Philosophe et essayiste américain (Madrid 1863 – Rome 1952).

Ses traités de philosophie (la Vie de la raison, 1905-1906 ; les Domaines de l'être, 1927-1940) et ses études sur l'idéologie américaine (la Philosophie en Amérique, 1918 ; Caractères et opinions aux États-Unis, 1920) et son roman, le Dernier des Puritains (1935), contribuent à la définition des dualités de la culture américaine : idéalisme et matérialisme, Est et Ouest, innovation et conservatisme.

Santillana (Iñigo López de Mendoza, marquis de)

Écrivain espagnol (Carrión de los Condes 1398 – Guadalajara 1458).

Poète doué, il est sans aucun doute la personnalité la plus riche de sa génération – et la plus influente dans les lettres castillanes au XVe siècle. Il a laissé de nombreux poèmes d'amour et de circonstance comme les Proverbes (1437), écrits pour l'éducation d'un jeune prince de 12 ans, ou les Serranillas (1423-40), où s'harmonisent le respect de la tradition castillane, le goût de l'allégorie (Couronnement de messire Jordi de Sant Jordi), à la manière française ou dantesque (l'Enfer des amoureux), et l'imitation des Italiens (Sonnets à la manière italienne). On lui attribue un recueil de couplets populaires (Proverbes que les vieilles disent auprès du feu), qui fait la transition entre la poésie du Moyen Âge et celle de la Renaissance, et on lui doit aussi des essais critiques sur la littérature, les premiers dans l'histoire de la littérature castillane.

Santo Kyoden

Écrivain japonais (Edo 1761 – id. 1816).

Fils d'un prêteur sur gages, il est l'auteur de sharebon (livres plaisants) et de kibyoshi (livres à « couverture jaune »), où il met à profit sa connaissance de Yoshiwara, le quartier réservé d'Edo. Sévèrement condamné (1790) au moment des réformes dites « de l'ère Kansei », il se cantonna dès lors dans le domaine moralisateur du gokan (livre relié) et du yomihon (livre de lecture), et eut Bakin pour disciple.

Santos (Lope K.)

Écrivain philippin de langue tagalog (1879-1963).

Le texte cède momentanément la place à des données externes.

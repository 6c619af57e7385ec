mod util;

use std::sync::Arc;
use std::sync::atomic::{AtomicUsize, Ordering};
use std::time::Duration;

use cloudpki::error::{CloudPkiError, Result};
use cloudpki::issuer::{IssueOptions, Issuer};
use cloudpki::pem_utils::der_to_pem;
use cloudpki::profile::RetryConfig;
use cloudpki::signer::{Digest, KmsClient, KmsSigner, LocalSigner, Signer};

const KEY_ID: &str = "projects/p/locations/global/keyRings/ca/cryptoKeys/root/cryptoKeyVersions/1";

/// Serves a local key the way the key service would.
struct FakeKms {
    key: &'static LocalSigner,
    /// Sign calls that fail before one succeeds.
    failures: usize,
    transient: bool,
    corrupt: bool,
    sign_calls: AtomicUsize,
    key_fetches: Arc<AtomicUsize>,
}

impl FakeKms {
    fn new(key: &'static LocalSigner) -> Self {
        Self {
            key,
            failures: 0,
            transient: true,
            corrupt: false,
            sign_calls: AtomicUsize::new(0),
            key_fetches: Arc::default(),
        }
    }
}

impl KmsClient for FakeKms {
    fn get_public_key(&self, key_id: &str) -> Result<String> {
        assert_eq!(key_id, KEY_ID);
        self.key_fetches.fetch_add(1, Ordering::SeqCst);
        Ok(der_to_pem(
            &self.key.public_key().to_spki_der()?,
            "PUBLIC KEY",
        ))
    }

    fn asymmetric_sign(&self, _key_id: &str, digest: &Digest) -> Result<Vec<u8>> {
        let call = self.sign_calls.fetch_add(1, Ordering::SeqCst);
        if call < self.failures {
            return Err(if self.transient {
                CloudPkiError::remote_transient("429 Too Many Requests")
            } else {
                CloudPkiError::remote("403 Forbidden")
            });
        }
        let mut signature = self.key.sign(digest)?;
        if self.corrupt {
            signature[0] ^= 0xff;
        }
        Ok(signature)
    }
}

fn fast_retry() -> RetryConfig {
    RetryConfig {
        max_retries: 3,
        initial_backoff: Duration::from_millis(1),
        max_backoff: Duration::from_millis(5),
    }
}

#[test]
fn connect_fetches_public_key() -> Result<()> {
    let signer = KmsSigner::connect(FakeKms::new(util::root_key()), KEY_ID, fast_retry())?;
    assert_eq!(signer.public_key(), util::root_key().public_key());
    assert_eq!(signer.key_id(), KEY_ID);
    Ok(())
}

#[test]
fn empty_key_id_is_a_configuration_error() {
    let err = KmsSigner::connect(FakeKms::new(util::root_key()), "", fast_retry())
        .err()
        .unwrap();
    assert!(matches!(err, CloudPkiError::ConfigurationError(_)));
}

#[test]
fn transient_failures_are_retried() -> Result<()> {
    let client = FakeKms {
        failures: 2,
        ..FakeKms::new(util::root_key())
    };
    let signer = KmsSigner::connect(client, KEY_ID, fast_retry())?;

    let profile = util::profile(util::ROOT_PROFILE);
    let csr = util::request(util::ROOT_PROFILE, util::root_key());
    let root = Issuer::new(&profile).issue(
        &csr,
        &IssueOptions::builder().self_signed(true).build(),
        &signer,
    )?;

    root.verify_signature(util::root_key().public_key())?;
    assert_eq!(signer.client().sign_calls.load(Ordering::SeqCst), 3);
    Ok(())
}

#[test]
fn retries_are_bounded() {
    let client = FakeKms {
        failures: usize::MAX,
        ..FakeKms::new(util::root_key())
    };
    let signer = KmsSigner::connect(client, KEY_ID, fast_retry()).unwrap();

    let err = signer
        .sign_with_algorithm(b"payload", Default::default())
        .unwrap_err();
    assert!(err.is_transient());
    assert_eq!(signer.client().sign_calls.load(Ordering::SeqCst), 4);
}

#[test]
fn permanent_failures_are_not_retried() {
    let client = FakeKms {
        failures: 1,
        transient: false,
        ..FakeKms::new(util::root_key())
    };
    let signer = KmsSigner::connect(client, KEY_ID, fast_retry()).unwrap();

    let err = signer
        .sign_with_algorithm(b"payload", Default::default())
        .unwrap_err();
    assert!(matches!(
        err,
        CloudPkiError::RemoteSigningError {
            transient: false,
            ..
        }
    ));
    assert_eq!(signer.client().sign_calls.load(Ordering::SeqCst), 1);
}

#[test]
fn bad_signature_is_rejected() {
    let client = FakeKms {
        corrupt: true,
        ..FakeKms::new(util::root_key())
    };
    let signer = KmsSigner::connect(client, KEY_ID, fast_retry()).unwrap();

    let profile = util::profile(util::ROOT_PROFILE);
    let csr = util::request(util::ROOT_PROFILE, util::root_key());
    let err = Issuer::new(&profile)
        .issue(
            &csr,
            &IssueOptions::builder().self_signed(true).build(),
            &signer,
        )
        .unwrap_err();
    assert!(matches!(err, CloudPkiError::RemoteSigningError { .. }));
}

#[test]
fn rejected_request_never_fetches_key() {
    let client = FakeKms::new(util::root_key());
    let key_fetches = Arc::clone(&client.key_fetches);

    let profile = util::profile(&format!(
        "{}constraints:\n  usage: [everything]\n",
        util::SERVER_PROFILE
    ));
    let csr = util::request(util::SERVER_PROFILE, util::root_key());
    let err = Issuer::new(&profile)
        .issue_with(
            &csr,
            &IssueOptions::builder().self_signed(true).build(),
            |_| {
                let signer: Box<dyn Signer> =
                    Box::new(KmsSigner::connect(client, KEY_ID, fast_retry())?);
                Ok(signer)
            },
        )
        .unwrap_err();

    assert_eq!(
        err,
        CloudPkiError::UnknownUsageToken("everything".to_string())
    );
    assert_eq!(key_fetches.load(Ordering::SeqCst), 0);
}

#[test]
fn accepted_request_fetches_key_once() -> Result<()> {
    let client = FakeKms::new(util::root_key());
    let key_fetches = Arc::clone(&client.key_fetches);

    let profile = util::profile(util::ROOT_PROFILE);
    let csr = util::request(util::ROOT_PROFILE, util::root_key());
    let root = Issuer::new(&profile).issue_with(
        &csr,
        &IssueOptions::builder().self_signed(true).build(),
        |_| {
            let signer: Box<dyn Signer> =
                Box::new(KmsSigner::connect(client, KEY_ID, fast_retry())?);
            Ok(signer)
        },
    )?;

    root.verify_signature(util::root_key().public_key())?;
    assert_eq!(key_fetches.load(Ordering::SeqCst), 1);
    Ok(())
}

Poète, grammairien, il est l'auteur de romans dans lesquels il cherche à « entretenir, apprendre et décrire » la vie philippine (Rayonnement et Resplendissement, 1906 ; Alilang Kapalaran, 1932), dans une perspective engagée.

Santucci (Luigi)

Écrivain italien (Milan 1918 – id. 1999).

Il s'affirme comme un narrateur avec son long récit En Australie avec mon grand-père (1947). D'inspiration catholique et d'une élégance étudiée, ses romans semblent être, par leur ironie sous-jacente, une version moderne du roman philosophique du XVIIIe siècle (l'Oncle prêtre, 1953 ; le Diable en séminaire, 1955 ; le Vélocifère, 1964 ; Orphée au paradis, 1967 ; Ne tirez pas sur les narcisses, 1971).

Sanusi Pane

Écrivain indonésien (Muara Sipongi 1905 – 1968).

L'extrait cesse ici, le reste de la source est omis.